YOUR OBJECTIVE.
Across the entries below, determine how many lines include the word "struct". State only the resulting number.

(Collected data entries)
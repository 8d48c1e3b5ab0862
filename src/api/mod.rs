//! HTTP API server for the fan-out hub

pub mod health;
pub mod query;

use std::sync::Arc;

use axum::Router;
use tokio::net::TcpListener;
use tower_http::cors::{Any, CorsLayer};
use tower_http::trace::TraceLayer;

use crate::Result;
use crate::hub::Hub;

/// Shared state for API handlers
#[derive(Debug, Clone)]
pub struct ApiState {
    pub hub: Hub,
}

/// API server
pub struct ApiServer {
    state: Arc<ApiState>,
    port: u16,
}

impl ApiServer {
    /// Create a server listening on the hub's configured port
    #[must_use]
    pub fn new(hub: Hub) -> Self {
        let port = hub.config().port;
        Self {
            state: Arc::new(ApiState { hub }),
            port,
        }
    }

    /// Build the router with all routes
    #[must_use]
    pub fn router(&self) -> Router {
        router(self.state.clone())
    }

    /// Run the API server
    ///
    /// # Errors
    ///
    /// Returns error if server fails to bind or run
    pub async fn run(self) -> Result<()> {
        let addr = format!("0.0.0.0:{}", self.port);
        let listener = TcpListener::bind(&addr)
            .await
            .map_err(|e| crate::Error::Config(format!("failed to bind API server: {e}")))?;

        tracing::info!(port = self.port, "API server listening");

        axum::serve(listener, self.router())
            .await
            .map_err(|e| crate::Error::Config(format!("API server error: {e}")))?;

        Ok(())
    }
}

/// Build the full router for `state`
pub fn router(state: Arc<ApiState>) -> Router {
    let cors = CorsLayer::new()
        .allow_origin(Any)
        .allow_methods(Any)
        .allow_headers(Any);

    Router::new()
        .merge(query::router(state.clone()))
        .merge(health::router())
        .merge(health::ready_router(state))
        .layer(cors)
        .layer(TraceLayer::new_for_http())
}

--

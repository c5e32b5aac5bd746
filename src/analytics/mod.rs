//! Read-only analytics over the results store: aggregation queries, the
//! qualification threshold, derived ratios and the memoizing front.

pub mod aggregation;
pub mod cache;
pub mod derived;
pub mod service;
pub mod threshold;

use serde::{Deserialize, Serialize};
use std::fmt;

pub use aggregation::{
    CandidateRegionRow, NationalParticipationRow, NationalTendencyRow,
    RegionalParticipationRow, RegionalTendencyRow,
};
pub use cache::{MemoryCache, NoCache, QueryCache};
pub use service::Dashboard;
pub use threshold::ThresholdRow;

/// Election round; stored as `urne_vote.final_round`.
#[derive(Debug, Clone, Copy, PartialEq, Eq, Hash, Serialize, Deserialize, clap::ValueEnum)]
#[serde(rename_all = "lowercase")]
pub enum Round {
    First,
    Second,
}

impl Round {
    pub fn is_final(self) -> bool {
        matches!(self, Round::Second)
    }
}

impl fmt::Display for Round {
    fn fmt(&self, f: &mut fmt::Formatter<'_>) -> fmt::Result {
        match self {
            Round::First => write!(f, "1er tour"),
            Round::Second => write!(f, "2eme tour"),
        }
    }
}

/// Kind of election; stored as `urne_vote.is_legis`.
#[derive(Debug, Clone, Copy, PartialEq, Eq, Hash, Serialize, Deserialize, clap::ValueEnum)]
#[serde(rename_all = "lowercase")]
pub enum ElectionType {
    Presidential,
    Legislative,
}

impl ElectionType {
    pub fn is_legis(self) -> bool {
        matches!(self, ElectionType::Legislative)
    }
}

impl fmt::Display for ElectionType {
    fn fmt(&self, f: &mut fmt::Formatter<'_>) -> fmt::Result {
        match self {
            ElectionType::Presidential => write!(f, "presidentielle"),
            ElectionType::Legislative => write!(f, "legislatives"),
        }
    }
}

---

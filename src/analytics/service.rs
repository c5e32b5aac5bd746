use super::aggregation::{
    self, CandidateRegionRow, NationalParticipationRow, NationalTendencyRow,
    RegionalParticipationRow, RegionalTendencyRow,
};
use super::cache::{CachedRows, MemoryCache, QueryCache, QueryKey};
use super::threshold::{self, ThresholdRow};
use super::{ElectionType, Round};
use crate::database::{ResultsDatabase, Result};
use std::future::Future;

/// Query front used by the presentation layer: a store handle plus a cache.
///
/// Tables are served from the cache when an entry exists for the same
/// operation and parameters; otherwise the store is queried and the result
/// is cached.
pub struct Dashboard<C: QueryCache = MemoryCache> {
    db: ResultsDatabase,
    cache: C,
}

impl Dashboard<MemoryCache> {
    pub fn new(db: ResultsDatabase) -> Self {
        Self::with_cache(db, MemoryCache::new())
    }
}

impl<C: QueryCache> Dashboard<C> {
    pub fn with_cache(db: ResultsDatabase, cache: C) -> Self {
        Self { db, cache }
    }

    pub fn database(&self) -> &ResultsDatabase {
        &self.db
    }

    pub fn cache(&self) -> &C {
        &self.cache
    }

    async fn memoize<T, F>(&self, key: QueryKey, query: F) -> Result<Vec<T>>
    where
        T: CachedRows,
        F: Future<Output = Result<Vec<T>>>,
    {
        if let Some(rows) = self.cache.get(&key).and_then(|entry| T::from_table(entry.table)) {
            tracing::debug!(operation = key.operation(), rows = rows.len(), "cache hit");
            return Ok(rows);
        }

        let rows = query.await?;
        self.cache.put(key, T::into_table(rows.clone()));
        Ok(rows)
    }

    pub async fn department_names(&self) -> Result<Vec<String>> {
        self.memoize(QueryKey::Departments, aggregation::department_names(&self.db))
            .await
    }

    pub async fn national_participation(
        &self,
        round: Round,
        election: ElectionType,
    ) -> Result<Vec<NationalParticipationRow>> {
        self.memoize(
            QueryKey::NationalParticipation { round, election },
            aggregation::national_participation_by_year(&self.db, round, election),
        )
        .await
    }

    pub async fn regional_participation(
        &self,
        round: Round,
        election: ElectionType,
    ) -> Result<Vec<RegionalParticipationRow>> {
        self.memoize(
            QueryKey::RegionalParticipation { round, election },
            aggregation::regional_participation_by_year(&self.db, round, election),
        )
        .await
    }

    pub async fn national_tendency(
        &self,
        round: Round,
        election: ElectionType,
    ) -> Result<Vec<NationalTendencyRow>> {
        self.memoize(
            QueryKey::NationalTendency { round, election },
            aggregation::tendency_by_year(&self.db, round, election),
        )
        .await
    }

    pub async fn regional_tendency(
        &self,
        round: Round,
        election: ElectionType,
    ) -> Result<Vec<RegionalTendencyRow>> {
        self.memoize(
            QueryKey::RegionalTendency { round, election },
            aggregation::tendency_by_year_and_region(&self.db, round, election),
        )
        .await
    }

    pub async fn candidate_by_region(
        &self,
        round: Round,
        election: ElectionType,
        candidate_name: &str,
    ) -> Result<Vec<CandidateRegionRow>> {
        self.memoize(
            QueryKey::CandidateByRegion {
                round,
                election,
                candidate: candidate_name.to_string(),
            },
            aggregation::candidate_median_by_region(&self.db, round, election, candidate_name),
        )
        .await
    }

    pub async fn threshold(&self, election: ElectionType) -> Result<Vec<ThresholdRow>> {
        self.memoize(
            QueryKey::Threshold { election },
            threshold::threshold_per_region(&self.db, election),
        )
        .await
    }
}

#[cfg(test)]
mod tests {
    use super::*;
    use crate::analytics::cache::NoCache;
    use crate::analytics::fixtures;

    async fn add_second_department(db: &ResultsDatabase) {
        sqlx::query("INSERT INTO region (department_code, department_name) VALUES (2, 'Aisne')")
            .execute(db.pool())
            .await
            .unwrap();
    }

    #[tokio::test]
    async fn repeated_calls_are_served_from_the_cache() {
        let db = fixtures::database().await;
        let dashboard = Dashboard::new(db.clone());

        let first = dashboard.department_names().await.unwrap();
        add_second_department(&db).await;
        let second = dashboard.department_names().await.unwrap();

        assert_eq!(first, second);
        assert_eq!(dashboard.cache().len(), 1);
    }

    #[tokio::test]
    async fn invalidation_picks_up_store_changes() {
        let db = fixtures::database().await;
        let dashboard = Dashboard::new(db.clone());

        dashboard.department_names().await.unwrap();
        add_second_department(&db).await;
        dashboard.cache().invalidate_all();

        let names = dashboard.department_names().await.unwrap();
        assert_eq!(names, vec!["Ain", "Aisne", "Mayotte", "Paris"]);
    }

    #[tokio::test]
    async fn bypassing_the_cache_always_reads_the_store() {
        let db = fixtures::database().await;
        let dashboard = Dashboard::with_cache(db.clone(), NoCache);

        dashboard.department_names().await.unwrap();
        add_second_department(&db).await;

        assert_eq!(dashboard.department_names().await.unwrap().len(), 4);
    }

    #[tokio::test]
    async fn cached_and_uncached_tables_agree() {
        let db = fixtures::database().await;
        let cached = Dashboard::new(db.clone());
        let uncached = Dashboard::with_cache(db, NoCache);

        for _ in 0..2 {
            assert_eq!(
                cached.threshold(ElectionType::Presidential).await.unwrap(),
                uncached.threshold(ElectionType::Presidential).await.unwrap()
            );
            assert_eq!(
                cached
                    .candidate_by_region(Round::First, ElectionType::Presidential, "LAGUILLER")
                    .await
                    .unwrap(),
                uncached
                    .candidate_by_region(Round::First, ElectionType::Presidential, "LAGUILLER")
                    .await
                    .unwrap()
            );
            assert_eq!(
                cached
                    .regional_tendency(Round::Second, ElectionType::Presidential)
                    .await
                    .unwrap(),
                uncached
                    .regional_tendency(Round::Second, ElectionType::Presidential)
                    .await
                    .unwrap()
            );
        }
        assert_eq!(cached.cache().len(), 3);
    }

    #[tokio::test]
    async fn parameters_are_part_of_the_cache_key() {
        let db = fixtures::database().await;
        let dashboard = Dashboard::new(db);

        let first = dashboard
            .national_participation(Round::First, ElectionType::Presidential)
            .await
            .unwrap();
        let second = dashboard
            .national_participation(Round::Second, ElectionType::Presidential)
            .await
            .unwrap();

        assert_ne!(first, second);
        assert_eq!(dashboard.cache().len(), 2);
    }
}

RESULT FOR THIS TASK.
3